Made In faced a fundamental challenge at launch: getting customers to care about their pots and pans. “There was rising demand for cooking content from Food Network and Bon Appétit, and people were spending time sourcing quality ingredients. Then they’d come home and cook on a hand-me-down pan whose brand they couldn’t name,” Malt says. “There’s no other industry where people use a product so frequently yet have nearly zero brand affinity.”
So Made In’s founders communicated a message of authenticity, heritage, and quality to help buyers feel an emotional connection to the company and to the craftspeople behind the products. For instance, Malt says, “We went to the town in France that invented the modern chef knife and worked with a fifth-generation knife maker. We brought a camera crew so we could share the process of making a knife by hand.” Made In may be the only cookware company with a wooden spoon origin story featuring a Hungarian spoon man.
Having Colicchio’s imprimatur also helped Made In’s kitchenware get adopted in multiple three-Michelin-star restaurants, including Chicago’s Alinea and New York City’s Le Bernardin. Demand was quadrupling year over year, and by 2019, it was clear that Made In needed specialists in supply chain and finance. Malt turned to classmates Chad Brinton and Matt Gunderson, MBA 15s, for help.
Brinton, who focused on supply chain management at Haas, is Made In’s vice president of operations. He was working for Walmart and jumped at the chance to work with Malt. Gunderson, Made In’s vice president of finance, was winding down his third year at Personal Capital and planning his next move. They became employees #7 and #8.
For Brinton and Gunderson, much of their roles involved formalizing and systemizing their respective departments—even if those were one-person departments at the outset.

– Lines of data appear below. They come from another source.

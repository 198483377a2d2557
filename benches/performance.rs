//! Performance benchmarks for the relay probe
//!
//! These cover the CPU-side work of a run: parsing ping output, loading
//! the relay inventory, ranking results and building the summary, and
//! rendering the report.

use clap::Parser;
use criterion::{black_box, criterion_group, criterion_main, BenchmarkId, Criterion};
use relay_probe::{
    aggregator::{rank, RunSummary},
    cli::Cli,
    config::{parser::ConfigParser, validate_config},
    executor::RunReport,
    inventory::{dedup_targets, parse_target_spec, RelayInventory},
    models::{ProbeResult, ProbeTarget, SpeedResult},
    output::{OutputCoordinator, OutputFormatterFactory},
    probe::{
        calculate_mbps,
        latency::{parse_ping_output, PingStyle},
    },
    types::{RelayProtocol, SortKey},
    ProbeError,
};
use std::time::Duration;

const UNIX_OUTPUT: &str = "PING 10.0.0.1 (10.0.0.1) 56(84) bytes of data.\n\
64 bytes from 10.0.0.1: icmp_seq=1 ttl=57 time=11.0 ms\n\
64 bytes from 10.0.0.1: icmp_seq=2 ttl=57 time=12.5 ms\n\
64 bytes from 10.0.0.1: icmp_seq=3 ttl=57 time=14.1 ms\n\
\n\
--- 10.0.0.1 ping statistics ---\n\
3 packets transmitted, 3 received, 0% packet loss, time 2003ms\n\
rtt min/avg/max/mdev = 11.020/12.500/14.100/1.200 ms\n";

const WINDOWS_OUTPUT: &str = "Pinging 10.0.0.1 with 32 bytes of data:\r\n\
Reply from 10.0.0.1: bytes=32 time=11ms TTL=57\r\n\
Reply from 10.0.0.1: bytes=32 time=13ms TTL=57\r\n\
\r\n\
Ping statistics for 10.0.0.1:\r\n\
    Packets: Sent = 2, Received = 2, Lost = 0 (0% loss),\r\n\
Approximate round trip times in milli-seconds:\r\n\
    Minimum = 11ms, Maximum = 13ms, Average = 12ms\r\n";

/// Results with a spread of latencies, throughputs and failures
fn create_sample_results(count: usize) -> Vec<ProbeResult> {
    (0..count)
        .map(|i| {
            let target = ProbeTarget::new(format!("relay-{:04}", i), format!("10.{}.{}.{}", i / 65536, (i / 256) % 256, i % 256));
            if i % 10 == 0 {
                ProbeResult::failed(target, ProbeError::PacketLoss)
            } else {
                let down = (i * 37 % 500) as f64 / 3.0;
                ProbeResult::new(
                    target,
                    Some(5.0 + (i * 7919 % 400) as f64 / 4.0),
                    Some(SpeedResult::new(Some(down), Some(down / 2.0))),
                    None,
                )
            }
        })
        .collect()
}

fn create_sample_inventory(countries: usize, relays_per_city: usize) -> String {
    let countries: Vec<serde_json::Value> = (0..countries)
        .map(|c| {
            let relays: Vec<serde_json::Value> = (0..relays_per_city)
                .map(|r| {
                    let endpoint = if r % 3 == 0 {
                        serde_json::json!("openvpn")
                    } else {
                        serde_json::json!({"wireguard": {}})
                    };
                    serde_json::json!({
                        "hostname": format!("c{}-r{}", c, r),
                        "ipv4_addr_in": format!("10.{}.0.{}", c, r + 1),
                        "endpoint_data": endpoint,
                    })
                })
                .collect();
            serde_json::json!({
                "name": format!("Country {}", c),
                "code": format!("c{}", c),
                "cities": [{"name": "Capital", "code": "cap", "relays": relays}],
            })
        })
        .collect();
    serde_json::json!({ "countries": countries }).to_string()
}

fn create_report(count: usize) -> RunReport {
    let mut results = create_sample_results(count);
    rank(&mut results, SortKey::Latency);
    let summary = RunSummary::from_results(&results, 0, SortKey::Latency);
    RunReport {
        run_id: "bench".to_string(),
        results,
        skipped: vec![],
        stopped: false,
        elapsed: Duration::from_secs(12),
        summary,
        notices: vec![],
    }
}

fn benchmark_ping_parsing(c: &mut Criterion) {
    let mut group = c.benchmark_group("ping_parsing");

    group.bench_function("unix_summary", |b| {
        b.iter(|| parse_ping_output(PingStyle::Unix, black_box(UNIX_OUTPUT)))
    });

    group.bench_function("windows_summary", |b| {
        b.iter(|| parse_ping_output(PingStyle::Windows, black_box(WINDOWS_OUTPUT)))
    });

    group.bench_function("no_summary", |b| {
        b.iter(|| parse_ping_output(PingStyle::Unix, black_box("ping: unknown host nowhere.invalid\n")))
    });

    group.finish();
}

fn benchmark_target_loading(c: &mut Criterion) {
    let mut group = c.benchmark_group("target_loading");

    let specs: Vec<String> = (0..200).map(|i| format!("gw{}=10.0.{}.{}", i % 150, i / 250, i % 250 + 1)).collect();
    group.bench_function("parse_and_dedup_specs", |b| {
        b.iter(|| {
            let targets: Vec<ProbeTarget> = specs.iter().filter_map(|s| parse_target_spec(s).ok()).collect();
            dedup_targets(black_box(targets))
        })
    });

    let inventory_json = create_sample_inventory(40, 25);
    group.bench_function("parse_inventory", |b| {
        b.iter(|| RelayInventory::from_json(black_box(&inventory_json)))
    });

    if let Ok(inventory) = RelayInventory::from_json(&inventory_json) {
        group.bench_function("select_relays", |b| {
            b.iter(|| inventory.select(black_box(Some("c7")), RelayProtocol::WireGuard))
        });
    }

    group.finish();
}

fn benchmark_config_parsing(c: &mut Criterion) {
    let mut group = c.benchmark_group("config_parsing");

    group.bench_function("parse_cli_args", |b| {
        b.iter(|| {
            Cli::try_parse_from(black_box([
                "rprobe", "-t", "gw=10.0.0.1", "-t", "10.0.0.2", "--workers", "8", "--count", "5", "-p", "443",
            ]))
        })
    });

    if let Ok(cli) = Cli::try_parse_from(["rprobe", "-t", "gw=10.0.0.1", "--workers", "8"]) {
        if let Ok(config) = ConfigParser::new(cli).parse() {
            group.bench_function("validate_config", |b| b.iter(|| validate_config(black_box(&config))));
        }
    }

    group.finish();
}

fn benchmark_aggregation(c: &mut Criterion) {
    let mut group = c.benchmark_group("aggregation");

    for size in [10, 100, 1000].iter() {
        let results = create_sample_results(*size);

        group.bench_with_input(BenchmarkId::new("rank_by_latency", size), size, |b, _| {
            b.iter(|| {
                let mut ranked = results.clone();
                rank(&mut ranked, SortKey::Latency);
                ranked
            })
        });

        group.bench_with_input(BenchmarkId::new("rank_by_download", size), size, |b, _| {
            b.iter(|| {
                let mut ranked = results.clone();
                rank(&mut ranked, SortKey::Download);
                ranked
            })
        });

        group.bench_with_input(BenchmarkId::new("run_summary", size), size, |b, _| {
            b.iter(|| RunSummary::from_results(black_box(&results), 0, SortKey::Latency))
        });
    }

    group.bench_function("calculate_mbps", |b| {
        b.iter(|| calculate_mbps(black_box(12_345_678), black_box(Duration::from_millis(5_000))))
    });

    group.finish();
}

fn benchmark_report_rendering(c: &mut Criterion) {
    let mut group = c.benchmark_group("report_rendering");
    group.sample_size(20);

    let report = create_report(500);

    group.bench_function("plain_table", |b| {
        let coordinator = OutputCoordinator::new(OutputFormatterFactory::create_plain_formatter());
        b.iter(|| coordinator.display_report(black_box(&report)))
    });

    group.bench_function("colored_table", |b| {
        let coordinator = OutputCoordinator::new(OutputFormatterFactory::create_formatter(true, true));
        b.iter(|| coordinator.display_report(black_box(&report)))
    });

    group.bench_function("json", |b| b.iter(|| OutputCoordinator::display_json(black_box(&report))));

    group.finish();
}

criterion_group!(
    benches,
    benchmark_ping_parsing,
    benchmark_target_loading,
    benchmark_config_parsing,
    benchmark_aggregation,
    benchmark_report_rendering
);
criterion_main!(benches);
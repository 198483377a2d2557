//! Configuration management module

pub mod env;
pub mod parser;
pub mod validation;

// Re-export main functionality
pub use env::EnvManager;
pub use parser::{display_config_summary, load_config, ConfigParser};
pub use validation::{validate_config, ConfigValidator, ValidationLevel, ValidationWarning};

// Re-export from models for convenience
pub use crate::models::Config;
/// One structured log record
#[derive(Debug, Clone, Serialize, Deserialize)]
pub struct LogEntry {
    pub timestamp: DateTime<Utc>,
    pub level: LogLevel,
    pub message: String,
    /// Component that emitted the entry, e.g. `PROBE`
    pub logger: String,
    /// Ties together entries of one run
    pub correlation_id: Option<String>,
    pub fields: HashMap<String, serde_json::Value>,
    pub location: Option<LogLocation>,
}

#[derive(Debug, Clone, Serialize, Deserialize)]
pub struct LogLocation {
    pub file: String,
    pub line: u32,
    pub module: Option<String>,
}

#[derive(Debug, Clone, Copy, PartialEq)]
pub enum LogFormat {
    /// Timestamped line with sorted `key=value` fields
    Console,
    /// One JSON object per line
    Json,
    /// `HH:MM:SS L NAME: message`
    Compact,
}

/// Writes entries at or above a minimum level to stderr
pub struct Logger {
    name: String,
    min_level: LogLevel,
    format: LogFormat,
    use_color: bool,
    include_location: bool,
    session_id: Option<String>,
    /// Fields stamped onto every later entry
    context_fields: Arc<RwLock<HashMap<String, serde_json::Value>>>,
}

Brinton’s corporate experience has proved invaluable. “My time after Haas was spent seeing how organizations at scale are able to build and maintain a global supply chain,” Brinton says. “Walmart had a fantastic approach to focusing on the customer experience when making key decisions that I’ve carried into my role at Made In.”
There was rising demand for cooking content from Food Network and Bon Appétit, and people were spending time sourcing quality ingredients. Then they’d come home and cook on a hand-me-down pan whose brand they couldn’t name. There’s no other industry where people use a product so frequently yet have nearly zero brand affinity.
—Chip Malt, MBA 15
Gunderson points out that he and Brinton often work at cross purposes. “Chad wants as much product on hand as possible, and I want to spend as little money as possible. So we took time in the early days learning each other’s roles to prevent shortsighted decision-making, and that’s helped a lot.”
Navigating the Pandemic
Malt characterizes 2020 as a transformative year for the company. The pandemic lockdown allowed home cooks time to experiment and scrutinize their kitchen tools. The company rolled out new products like glassware, flatware, tableware, copper cookware, and new knife shapes. Made In’s 2020 revenue multiplied by a factor of five over 2019 levels, and employees rose from 10 to 40.
At the same time, global disruption of supply chains hit hard, shutting down their French and Italian manufacturers for a time and impeding the flow of raw materials from China. “It forced us to think of more creative ways to operate, like selling shelf-stable meal kits,” Brinton says.
Today, Made In continues to innovate. Its latest product collaboration is a first-of-its-kind French porcelain baking slab developed with famed chef Nancy Silverton. The bakeware, which is part baking dish, part sheet tray, sold out in hours.
While rave reviews from professional and home chefs is gratifying, Malt points to another, more elusive marker of startup success—team dynamics. “We have just as many bad days as we do good days,” he says. “Having a good group of friends and colleagues with whom you can be honest and commiserate as buddies when you’re solving problems has been awesome.”